|Jesse Tree Ornaments|
You can tell St. Augustine is male. He actually has the unmitigated gall to state:
Mary heard God's word and kept it, and so she is blessed. She kept God's truth in her mind, a nobler thing than carrying his body in her womb. The truth and the body were both Christ: he was kept in Mary's mind insofar as he is truth, he was carried in her womb insofar as he is truth, he was carried in her womb insofar as he is man; but what is kept in the mind is of a higher order than what is carried in the womb.
You can tell a man wrote this. Besides, being a co-creator in creation, (like all mothers) with God, she alone, incarnately, can definitively state, THIS IS MY BODY; THIS IS MY BLOOD. St. Augustine, in all his testosterone opinion, places this fact lower on the scale than acknowledging God's existence, which she had to have done in the first place. Grrr-rrrr-rrrr!
What has propelled me into this uncharacteristically mean state of mind is the following. Last night was prayer group. I planned a surprise for them. I arrived an hour early and went into the back room, where we end our meeting. I changed the table cloth to Christmas red. I put the Christmas tree we use for our Jesse tree on the table. I hung the Jesse tree ornaments on the tree branches. On the whiteboard I put the scripture readings for the first week of Advent, according to the Jesse Tree. I had brought presents for the group. The presents were pictures that I've taken of the group at various times. I had the pictures placed in separate envelopes with the members' names on the envelopes, and I put them under our tree. I also brought in a new CD for the group to share. I also put Father De Adder's present under the tree. (He's in a nursing home and is the priest we spiritually adopted.) The room looked so Christmasy! I was going to take a picture and try to have it put on the parish website.
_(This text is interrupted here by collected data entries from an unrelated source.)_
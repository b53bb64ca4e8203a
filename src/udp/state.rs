//! State enum for UDP endpoints.

/// Current state of a UDP endpoint.
#[derive(Clone, Copy, Debug, PartialEq, Eq, Default)]
pub enum UdpEndpointState {
    /// Not bound to a socket.
    #[default]
    Unbound,
    /// Binding (and, for clients, resolving/connecting).
    Binding,
    /// Bound and processing datagrams.
    Bound,
    /// The endpoint has shut down.
    Closed,
}

impl std::fmt::Display for UdpEndpointState {
    fn fmt(&self, f: &mut std::fmt::Formatter<'_>) -> std::fmt::Result {
        match self {
            Self::Unbound => write!(f, "Unbound"),
            Self::Binding => write!(f, "Binding"),
            Self::Bound => write!(f, "Bound"),
            Self::Closed => write!(f, "Closed"),
        }
    }
}
//! Signal/slot system for event delivery.
//!
//! Endpoints and peers expose their lifecycle through [`Signal`] fields.
//! A signal holds any number of connected slots (closures) and invokes
//! them, in connection order, every time it is emitted.
//!
//! Slots are invoked directly on the emitting task. A slot that panics is
//! contained: the panic is caught, reported through `tracing`, and the
//! remaining slots still run, so a misbehaving subscriber can never take
//! down the I/O task that emitted the signal.
//!
//! # Example
//!
//! ```
//! use seine::Signal;
//!
//! let frame_arrived = Signal::<Vec<u8>>::new();
//!
//! let id = frame_arrived.connect(|frame| {
//!     println!("got {} bytes", frame.len());
//! });
//!
//! frame_arrived.emit(vec![1, 2, 3]);
//! frame_arrived.disconnect(id);
//! ```

use std::panic::{catch_unwind, AssertUnwindSafe};
use std::sync::atomic::{AtomicBool, Ordering};
use std::sync::Arc;

use parking_lot::Mutex;
use slotmap::{new_key_type, SlotMap};

new_key_type! {
    /// Identifier for a signal-slot connection, returned by
    /// [`Signal::connect`] and accepted by [`Signal::disconnect`].
    pub struct SlotId;
}

type Slot<Args> = Arc<dyn Fn(&Args) + Send + Sync>;

struct SignalInner<Args> {
    slots: Mutex<SlotMap<SlotId, Slot<Args>>>,
    blocked: AtomicBool,
}

/// A multi-subscriber event channel.
///
/// Signals are cheaply cloneable handles over shared state: every clone
/// emits to, and manages, the same set of slots. This is what lets the
/// library's internal tasks hold real handles to the signals an endpoint
/// exposes as public fields.
pub struct Signal<Args> {
    inner: Arc<SignalInner<Args>>,
}

impl<Args> Clone for Signal<Args> {
    fn clone(&self) -> Self {
        Self {
            inner: self.inner.clone(),
        }
    }
}

impl<Args> Default for Signal<Args> {
    fn default() -> Self {
        Self::new()
    }
}

impl<Args> Signal<Args> {
    /// Create a new signal with no connections.
    pub fn new() -> Self {
        Self {
            inner: Arc::new(SignalInner {
                slots: Mutex::new(SlotMap::with_key()),
                blocked: AtomicBool::new(false),
            }),
        }
    }

    /// Connect a slot. Returns an id usable with [`disconnect`](Self::disconnect).
    pub fn connect<F>(&self, slot: F) -> SlotId
    where
        F: Fn(&Args) + Send + Sync + 'static,
    {
        self.inner.slots.lock().insert(Arc::new(slot))
    }

    /// Connect a slot and get an RAII guard that disconnects it on drop.
    pub fn connect_guard<F>(&self, slot: F) -> ConnectionGuard<Args>
    where
        F: Fn(&Args) + Send + Sync + 'static,
    {
        let id = self.connect(slot);
        ConnectionGuard {
            signal: self.clone(),
            id,
        }
    }

    /// Disconnect a slot by id. Returns `true` if it was connected.
    pub fn disconnect(&self, id: SlotId) -> bool {
        self.inner.slots.lock().remove(id).is_some()
    }

    /// Disconnect all slots.
    pub fn disconnect_all(&self) {
        self.inner.slots.lock().clear();
    }

    /// Number of connected slots.
    pub fn connection_count(&self) -> usize {
        self.inner.slots.lock().len()
    }

    /// Block or unblock emission. While blocked, `emit` does nothing.
    pub fn set_blocked(&self, blocked: bool) {
        self.inner.blocked.store(blocked, Ordering::SeqCst);
    }

    /// Whether emission is currently blocked.
    pub fn is_blocked(&self) -> bool {
        self.inner.blocked.load(Ordering::SeqCst)
    }

    /// Emit the signal, invoking every connected slot with `args`.
    ///
    /// Slots run in connection order on the calling task. Panics are
    /// caught per slot and reported through `tracing`; the return value
    /// is the number of slots that panicked (normally zero).
    pub fn emit(&self, args: Args) -> usize {
        if self.is_blocked() {
            return 0;
        }

        // Snapshot the slots so handlers may connect/disconnect on this
        // same signal without deadlocking on the slot table.
        let slots: Vec<Slot<Args>> = self.inner.slots.lock().values().cloned().collect();

        let mut panicked = 0;
        for slot in slots {
            if catch_unwind(AssertUnwindSafe(|| slot(&args))).is_err() {
                panicked += 1;
                tracing::error!(target: "seine::signal", "connected slot panicked during emit");
            }
        }
        panicked
    }
}

impl<Args> std::fmt::Debug for Signal<Args> {
    fn fmt(&self, f: &mut std::fmt::Formatter<'_>) -> std::fmt::Result {
        f.debug_struct("Signal")
            .field("connections", &self.connection_count())
            .field("blocked", &self.is_blocked())
            .finish()
    }
}

/// RAII guard returned by [`Signal::connect_guard`]; disconnects the slot
/// when dropped.
pub struct ConnectionGuard<Args> {
    signal: Signal<Args>,
    id: SlotId,
}

impl<Args> ConnectionGuard<Args> {
    /// The id of the guarded connection.
    pub fn id(&self) -> SlotId {
        self.id
    }
}

impl<Args> Drop for ConnectionGuard<Args> {
    fn drop(&mut self) {
        self.signal.disconnect(self.id);
    }
}

#[cfg(test)]
mod tests {
    use super::*;
    use std::sync::atomic::AtomicUsize;

    #[test]
    fn emit_reaches_all_slots_in_order() {
        let signal = Signal::<u32>::new();
        let seen = Arc::new(Mutex::new(Vec::new()));

        let seen_a = seen.clone();
        signal.connect(move |n| seen_a.lock().push(("a", *n)));
        let seen_b = seen.clone();
        signal.connect(move |n| seen_b.lock().push(("b", *n)));

        signal.emit(7);
        assert_eq!(&*seen.lock(), &[("a", 7), ("b", 7)]);
    }

    #[test]
    fn disconnect_removes_slot() {
        let signal = Signal::<()>::new();
        let hits = Arc::new(AtomicUsize::new(0));

        let hits_clone = hits.clone();
        let id = signal.connect(move |()| {
            hits_clone.fetch_add(1, Ordering::SeqCst);
        });

        signal.emit(());
        assert!(signal.disconnect(id));
        assert!(!signal.disconnect(id));
        signal.emit(());

        assert_eq!(hits.load(Ordering::SeqCst), 1);
    }

    #[test]
    fn guard_disconnects_on_drop() {
        let signal = Signal::<()>::new();
        {
            let _guard = signal.connect_guard(|()| {});
            assert_eq!(signal.connection_count(), 1);
        }
        assert_eq!(signal.connection_count(), 0);
    }

    #[test]
    fn panicking_slot_does_not_stop_others() {
        let signal = Signal::<()>::new();
        let hits = Arc::new(AtomicUsize::new(0));

        signal.connect(|()| panic!("bad handler"));
        let hits_clone = hits.clone();
        signal.connect(move |()| {
            hits_clone.fetch_add(1, Ordering::SeqCst);
        });

        assert_eq!(signal.emit(()), 1);
        assert_eq!(hits.load(Ordering::SeqCst), 1);
    }

    #[test]
    fn blocked_signal_does_not_emit() {
        let signal = Signal::<()>::new();
        let hits = Arc::new(AtomicUsize::new(0));
        let hits_clone = hits.clone();
        signal.connect(move |()| {
            hits_clone.fetch_add(1, Ordering::SeqCst);
        });

        signal.set_blocked(true);
        signal.emit(());
        signal.set_blocked(false);
        signal.emit(());

        assert_eq!(hits.load(Ordering::SeqCst), 1);
    }

    #[test]
    fn clones_share_slots() {
        let signal = Signal::<()>::new();
        let other = signal.clone();
        let hits = Arc::new(AtomicUsize::new(0));
        let hits_clone = hits.clone();
        signal.connect(move |()| {
            hits_clone.fetch_add(1, Ordering::SeqCst);
        });

        other.emit(());
        assert_eq!(hits.load(Ordering::SeqCst), 1);
    }
}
When the room looked the best it could, I closed the door, and joined the prayer group praying the Rosary. I didn't say a word.
After prayers, Adoration, and singing, we left the nave of the church and went to our prayer room. I opened the door.
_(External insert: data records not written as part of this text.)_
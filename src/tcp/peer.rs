//! Remote peers: one live TCP connection and its receive/teardown loop.

use std::any::Any;
use std::net::SocketAddr;
use std::sync::atomic::{AtomicBool, AtomicU64, Ordering};
use std::sync::{Arc, OnceLock};
use std::time::Duration;

use bytes::{Bytes, BytesMut};
use parking_lot::Mutex;
use tokio::io::{AsyncWriteExt, ReadHalf, WriteHalf};

use super::state::CloseReason;
use super::stream::MaybeTlsStream;
use crate::buffer::BufferView;
use crate::cancel::CancelToken;
use crate::defrag::{Defragmenter, DefragmenterFactory, ReadOutcome};
use crate::error::{NetError, Result};
use crate::queue::SendQueue;
use crate::signal::Signal;

/// Unique identifier for a peer.
#[derive(Clone, Copy, Debug, PartialEq, Eq, Hash)]
pub struct PeerId(u64);

impl PeerId {
    pub(crate) fn new() -> Self {
        static COUNTER: AtomicU64 = AtomicU64::new(1);
        Self(COUNTER.fetch_add(1, Ordering::Relaxed))
    }

    /// Get the raw id value.
    pub fn as_u64(&self) -> u64 {
        self.0
    }
}

impl std::fmt::Display for PeerId {
    fn fmt(&self, f: &mut std::fmt::Formatter<'_>) -> std::fmt::Result {
        write!(f, "peer-{}", self.0)
    }
}

/// One enqueued outgoing buffer.
pub(crate) struct OutgoingFrame {
    view: BufferView,
    peer_cancel: CancelToken,
    caller_cancel: Option<CancelToken>,
}

impl OutgoingFrame {
    fn is_cancelled(&self) -> bool {
        self.peer_cancel.is_cancelled()
            || self
                .caller_cancel
                .as_ref()
                .is_some_and(|token| token.is_cancelled())
    }
}

/// A live TCP connection.
///
/// Created by the client engine after connecting, or by the server
/// engine for every accepted socket. Outgoing buffers go through a
/// strictly ordered send queue with a single writer; incoming bytes are
/// reassembled into frames by the peer's current defragmenter.
///
/// # Signals
///
/// - [`frame_arrived`](Self::frame_arrived): a frame was reassembled
/// - [`closed`](Self::closed): the connection ended, with its close reason
/// - [`error`](Self::error): a transport error on this peer
pub struct RemotePeer {
    id: PeerId,
    remote_addr: SocketAddr,
    local_addr: SocketAddr,
    queue: SendQueue<OutgoingFrame>,
    cancel: CancelToken,
    close_reason: Arc<OnceLock<CloseReason>>,
    pending_defrag: Mutex<Option<DefragmenterFactory>>,
    attachment: Mutex<Option<Box<dyn Any + Send>>>,
    connected: AtomicBool,

    /// Signal emitted when a frame is reassembled from the stream.
    pub frame_arrived: Signal<Bytes>,
    /// Signal emitted exactly once when the connection ends.
    pub closed: Signal<CloseReason>,
    /// Signal emitted on a transport error affecting this peer.
    pub error: Signal<NetError>,
}

impl RemotePeer {
    /// Build a peer over the write half of an established stream.
    ///
    /// The send-queue worker captures only the write half, the error
    /// signal and cancellation state, never the peer itself.
    pub(crate) fn new(
        remote_addr: SocketAddr,
        local_addr: SocketAddr,
        write_half: WriteHalf<MaybeTlsStream>,
        max_send_queue: Option<usize>,
        engine_cancel: &CancelToken,
    ) -> Arc<Self> {
        let cancel = engine_cancel.child();
        let close_reason: Arc<OnceLock<CloseReason>> = Arc::new(OnceLock::new());
        let error = Signal::new();

        let writer = Arc::new(tokio::sync::Mutex::new(write_half));
        let worker_error = error.clone();
        let worker_reason = close_reason.clone();
        let worker_cancel = cancel.clone();

        let queue = SendQueue::spawn(max_send_queue, move |item: OutgoingFrame| {
            let writer = writer.clone();
            let errors = worker_error.clone();
            let reason = worker_reason.clone();
            let token = worker_cancel.clone();
            async move {
                if item.is_cancelled() {
                    return;
                }
                let mut writer = writer.lock().await;
                let result = match writer.write_all(item.view.as_slice()).await {
                    Ok(()) => writer.flush().await,
                    Err(e) => Err(e),
                };
                if let Err(e) = result {
                    errors.emit(NetError::Io(e.to_string()));
                    let _ = reason.set(CloseReason::Unknown);
                    token.cancel();
                }
            }
        });

        Arc::new(Self {
            id: PeerId::new(),
            remote_addr,
            local_addr,
            queue,
            cancel,
            close_reason,
            pending_defrag: Mutex::new(None),
            attachment: Mutex::new(None),
            connected: AtomicBool::new(true),
            frame_arrived: Signal::new(),
            closed: Signal::new(),
            error,
        })
    }

    /// The unique peer id.
    pub fn id(&self) -> PeerId {
        self.id
    }

    /// The remote endpoint's address.
    pub fn remote_addr(&self) -> SocketAddr {
        self.remote_addr
    }

    /// The local address of the connection.
    pub fn local_addr(&self) -> SocketAddr {
        self.local_addr
    }

    /// Whether the connection is still live.
    pub fn is_connected(&self) -> bool {
        self.connected.load(Ordering::SeqCst)
    }

    /// Enqueue a buffer without waiting.
    ///
    /// Returns `false` when the send queue is at capacity or the peer is
    /// closed. Buffers accepted here are written to the stream strictly
    /// in acceptance order.
    pub fn post(&self, data: impl Into<BufferView>) -> bool {
        self.queue.try_post(OutgoingFrame {
            view: data.into(),
            peer_cancel: self.cancel.clone(),
            caller_cancel: None,
        })
    }

    /// Enqueue a buffer, waiting for queue capacity.
    ///
    /// Returns `Ok(true)` once enqueued, or `Ok(false)` if the peer shut
    /// down before a slot opened.
    pub async fn send(&self, data: impl Into<BufferView>) -> Result<bool> {
        let item = OutgoingFrame {
            view: data.into(),
            peer_cancel: self.cancel.clone(),
            caller_cancel: None,
        };
        self.queue.send(item, None, &self.cancel).await
    }

    /// Enqueue a buffer, waiting for queue capacity, with a caller
    /// cancellation token.
    ///
    /// Fails with [`NetError::Cancelled`] if `cancel` fires while the
    /// peer is still live; a peer shutting down yields a benign
    /// `Ok(false)` instead.
    pub async fn send_with_cancel(
        &self,
        data: impl Into<BufferView>,
        cancel: &CancelToken,
    ) -> Result<bool> {
        let item = OutgoingFrame {
            view: data.into(),
            peer_cancel: self.cancel.clone(),
            caller_cancel: Some(cancel.clone()),
        };
        self.queue.send(item, Some(cancel), &self.cancel).await
    }

    /// Close the connection, recording `reason` as its close reason.
    ///
    /// Only the first recorded reason survives; repeated calls are
    /// harmless. The receive loop observes the cancellation and unwinds,
    /// emitting [`closed`](Self::closed) exactly once.
    pub fn disconnect(&self, reason: CloseReason) {
        let _ = self.close_reason.set(reason);
        self.cancel.cancel();
    }

    /// Replace the peer's defragmenter with one produced by `factory`.
    ///
    /// Takes effect at the start of the next receive cycle; a read
    /// already in progress is not interrupted. Leftover bytes buffered
    /// by the previous defragmenter are discarded at the switch.
    pub fn switch_protocol(&self, factory: DefragmenterFactory) {
        *self.pending_defrag.lock() = Some(factory);
    }

    /// Attach an opaque resource to this peer. It is dropped when the
    /// peer is torn down. Any previous attachment is returned.
    pub fn attach(&self, resource: Box<dyn Any + Send>) -> Option<Box<dyn Any + Send>> {
        self.attachment.lock().replace(resource)
    }

    /// Remove and return the attachment, if any.
    pub fn take_attachment(&self) -> Option<Box<dyn Any + Send>> {
        self.attachment.lock().take()
    }

    /// The close reason latched so far; `Unknown` while still open.
    pub fn close_reason(&self) -> CloseReason {
        self.close_reason.get().copied().unwrap_or_default()
    }

    pub(crate) fn cancel_token(&self) -> &CancelToken {
        &self.cancel
    }

    pub(crate) fn latch_close_reason(&self, reason: CloseReason) {
        let _ = self.close_reason.set(reason);
    }

    fn take_pending_defragmenter(&self) -> Option<DefragmenterFactory> {
        self.pending_defrag.lock().take()
    }
}

impl std::fmt::Debug for RemotePeer {
    fn fmt(&self, f: &mut std::fmt::Formatter<'_>) -> std::fmt::Result {
        f.debug_struct("RemotePeer")
            .field("id", &self.id)
            .field("remote_addr", &self.remote_addr)
            .field("connected", &self.is_connected())
            .finish()
    }
}

/// Engine-level signal handles shared with each connection task.
#[derive(Clone)]
pub(crate) struct EngineEvents {
    pub connected: Signal<Arc<RemotePeer>>,
    pub connection_closed: Signal<(PeerId, CloseReason)>,
    pub frame_arrived: Signal<(PeerId, Bytes)>,
    pub unhandled_error: Signal<NetError>,
}

/// Per-connection settings shared by the client and server engines.
#[derive(Clone)]
pub(crate) struct ConnectionSettings {
    pub connection_timeout: Option<Duration>,
    pub max_send_queue: Option<usize>,
    pub defragmenter: DefragmenterFactory,
}

/// The post-connect path shared by client and server: construct the
/// peer, run the receive loop, tear down.
///
/// Returns the peer id and the close reason it terminated with. The
/// close reason is always latched before any `closed` signal fires.
pub(crate) async fn run_connection(
    stream: MaybeTlsStream,
    remote_addr: SocketAddr,
    local_addr: SocketAddr,
    settings: ConnectionSettings,
    events: EngineEvents,
    engine_cancel: &CancelToken,
    on_connected: impl FnOnce(&Arc<RemotePeer>),
) -> (PeerId, CloseReason) {
    let (mut read_half, write_half) = tokio::io::split(stream);

    let peer = RemotePeer::new(
        remote_addr,
        local_addr,
        write_half,
        settings.max_send_queue,
        engine_cancel,
    );

    tracing::debug!(target: "seine::tcp", peer = %peer.id(), remote = %remote_addr, "connection established");
    on_connected(&peer);
    events.connected.emit(peer.clone());

    let defrag = (settings.defragmenter)();
    receive_loop(
        &peer,
        &mut read_half,
        defrag,
        settings.connection_timeout,
        &events,
    )
    .await;

    let reason = peer.close_reason();
    peer.connected.store(false, Ordering::SeqCst);

    tracing::debug!(target: "seine::tcp", peer = %peer.id(), %reason, "connection closed");
    peer.closed.emit(reason);
    events.connection_closed.emit((peer.id(), reason));

    peer.queue.complete();
    drop(peer.take_attachment());
    drop(read_half);

    (peer.id(), reason)
}

/// Drive the peer's defragmenter until the stream closes, a timeout
/// elapses, cancellation fires, or the defragmenter errors.
///
/// Every exit path latches a close reason; a reason already latched by
/// `disconnect` wins.
async fn receive_loop(
    peer: &Arc<RemotePeer>,
    read_half: &mut ReadHalf<MaybeTlsStream>,
    mut defrag: Box<dyn Defragmenter>,
    timeout: Option<Duration>,
    events: &EngineEvents,
) {
    let mut carry = BytesMut::with_capacity(8 * 1024);

    loop {
        if peer.cancel_token().is_cancelled() {
            peer.latch_close_reason(CloseReason::LocalShutdown);
            return;
        }

        // A protocol switch takes effect here, never mid-read.
        if let Some(factory) = peer.take_pending_defragmenter() {
            defrag = factory();
            carry.clear();
        }

        let read = defrag.read_frame(read_half, &mut carry, peer.cancel_token());
        let outcome = match timeout {
            Some(duration) => match tokio::time::timeout(duration, read).await {
                Ok(outcome) => outcome,
                Err(_) => {
                    peer.latch_close_reason(CloseReason::Timeout);
                    return;
                }
            },
            None => read.await,
        };

        match outcome {
            Ok(ReadOutcome::Frame(frame)) => {
                let mut panicked = peer.frame_arrived.emit(frame.clone());
                panicked += events.frame_arrived.emit((peer.id(), frame));
                if panicked > 0 {
                    events.unhandled_error.emit(NetError::Protocol(format!(
                        "{panicked} frame handler(s) panicked"
                    )));
                }
            }
            Ok(ReadOutcome::Dropped) => {
                carry.clear();
            }
            Ok(ReadOutcome::StreamClosed) => {
                peer.latch_close_reason(CloseReason::RemoteShutdown);
                return;
            }
            Err(NetError::Cancelled) => {
                peer.latch_close_reason(CloseReason::LocalShutdown);
                return;
            }
            Err(err @ NetError::Io(_)) => {
                peer.error.emit(err);
                peer.latch_close_reason(CloseReason::Unknown);
                return;
            }
            Err(err) => {
                let wrapped = match err {
                    NetError::Protocol(_) => err,
                    other => NetError::Protocol(other.to_string()),
                };
                events.unhandled_error.emit(wrapped);
                peer.latch_close_reason(CloseReason::Unknown);
                return;
            }
        }
    }
}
Their surprise disintegrated immediately. Our leader told us that we can't use this room for two weeks. The room will be used for stashing the caring tree presents. The room will be locked. And sure enough, there was a shiny new combination lock on the door.
This is an example of what the parish thinks of the prayer group. Out of all the places in the church and the rectory, they have to take ours. Our room is the smallest. We work hard to make it the prettiest, most prayer conducive we can. We change the tablecloth, often. We write inspirational messages and special events on the board. We leave CD's and pamphlets for others to use.
It's very disheartening to be given physical proof that we're regarded with such little thought.
Why didn't they store the presents in the rectory? That's secure. There's room. There wouldn't have been any interruption to the parish activity. There would not have been the expense of buying new locks.
But, oh no, they choose that little lame prayer group's space. They're not important.
And the prayer group's leader, in all humility, offers it up.
And right now, I can't make myself do the same. Lord help me.